**Task item**.
Below are some entries. Output each one exactly as it appears.

**Input for this task**.
::::::::

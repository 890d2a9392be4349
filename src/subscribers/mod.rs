//! # Runtime event subscribers.
//!
//! ```text
//!   Consumer ── publish(RuntimeEvent) ──► Bus ──► Server listener ──► SubscriberSet
//!                                                                        │
//!                                                          ┌─────────────┼──────────┐
//!                                                          ▼             ▼          ▼
//!                                                       LogWriter     Metrics    Custom
//! ```
//!
//! ## Implementing custom subscribers
//! ```no_run
//! use eventvisor::events::{EventKind, RuntimeEvent};
//! use eventvisor::subscribers::Subscribe;
//! use async_trait::async_trait;
//!
//! struct FailureCounter;
//!
//! #[async_trait]
//! impl Subscribe for FailureCounter {
//!     async fn on_event(&self, event: &RuntimeEvent) {
//!         if event.kind == EventKind::HandlerFailed {
//!             // increment failure counter
//!         }
//!     }
//!     fn name(&self) -> &'static str { "failures" }
//! }
//! ```

mod log;
mod set;
mod subscribe;

pub use log::LogWriter;
pub use set::SubscriberSet;
pub use subscribe::Subscribe;

pub(crate) use set::panic_message;
//! # Bounded-concurrency message consumption.
//!
//! - [`Subscription`] yields raw [`Message`]s from some transport.
//! - [`Handler`] processes one message and owns its acknowledgement.
//! - [`Consumer`] binds the two with a per-subscription handler cap.
//! - [`Server`] starts a set of consumers and drains them on shutdown.
//!
//! ```text
//! Server ──► Consumer "orders"   ──► Handler task × ≤ max_handlers
//!        ──► Consumer "payments" ──► Handler task × ≤ max_handlers
//! ```

mod channel;
mod dispatcher;
mod handler;
mod listener;
mod message;
mod server;
mod shutdown;
mod subscription;

pub use channel::ChannelSubscription;
pub use dispatcher::Consumer;
pub use handler::{BoxHandlerFuture, Handler, HandlerFn, HandlerRef, Request};
pub use message::{Acker, Message};
pub use server::{Server, ServerBuilder, ServerState};
pub use shutdown::ShutdownSignal;
pub use subscription::{Subscription, SubscriptionRef};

::::::::

**Solution for this exercise**.
repository 890d2a9392be4349
filename src/subscribers/mod.rs
//! # Runtime event subscribers.
//!
//! ```text
//!   Consumer ── publish(RuntimeEvent) ──► Bus ──► Server listener ──► SubscriberSet
//!                                                                        │
//!                                                          ┌─────────────┼──────────┐
//!                                                          ▼             ▼          ▼
//!                                                       LogWriter     Metrics    Custom
//! ```
//!
//! ## Implementing custom subscribers
//! ```no_run
//! use eventvisor::events::{EventKind, RuntimeEvent};
//! use eventvisor::subscribers::Subscribe;
//! use async_trait::async_trait;
//!
//! struct FailureCounter;
//!
//! #[async_trait]
//! impl Subscribe for FailureCounter {
//!     async fn on_event(&self, event: &RuntimeEvent) {
//!         if event.kind == EventKind::HandlerFailed {
//!             // increment failure counter
//!         }
//!     }
//!     fn name(&self) -> &'static str { "failures" }
//! }
//! ```

mod log;
mod set;
mod subscribe;

pub use log::LogWriter;
pub use set::SubscriberSet;
pub use subscribe::Subscribe;

pub(crate) use set::panic_message;
//! # Bounded-concurrency message consumption.
//!
//! - [`Subscription`] yields raw [`Message`]s from some transport.
//! - [`Handler`] processes one message and owns its acknowledgement.
//! - [`Consumer`] binds the two with a per-subscription handler cap.
//! - [`Server`] starts a set of consumers and drains them on shutdown.
//!
//! ```text
//! Server ──► Consumer "orders"   ──► Handler task × ≤ max_handlers
//!        ──► Consumer "payments" ──► Handler task × ≤ max_handlers
//! ```

mod channel;
mod dispatcher;
mod handler;
mod listener;
mod message;
mod server;
mod shutdown;
mod subscription;

pub use channel::ChannelSubscription;
pub use dispatcher::Consumer;
pub use handler::{BoxHandlerFuture, Handler, HandlerFn, HandlerRef, Request};
pub use message::{Acker, Message};
pub use server::{Server, ServerBuilder, ServerState};
pub use shutdown::ShutdownSignal;
pub use subscription::{Subscription, SubscriptionRef};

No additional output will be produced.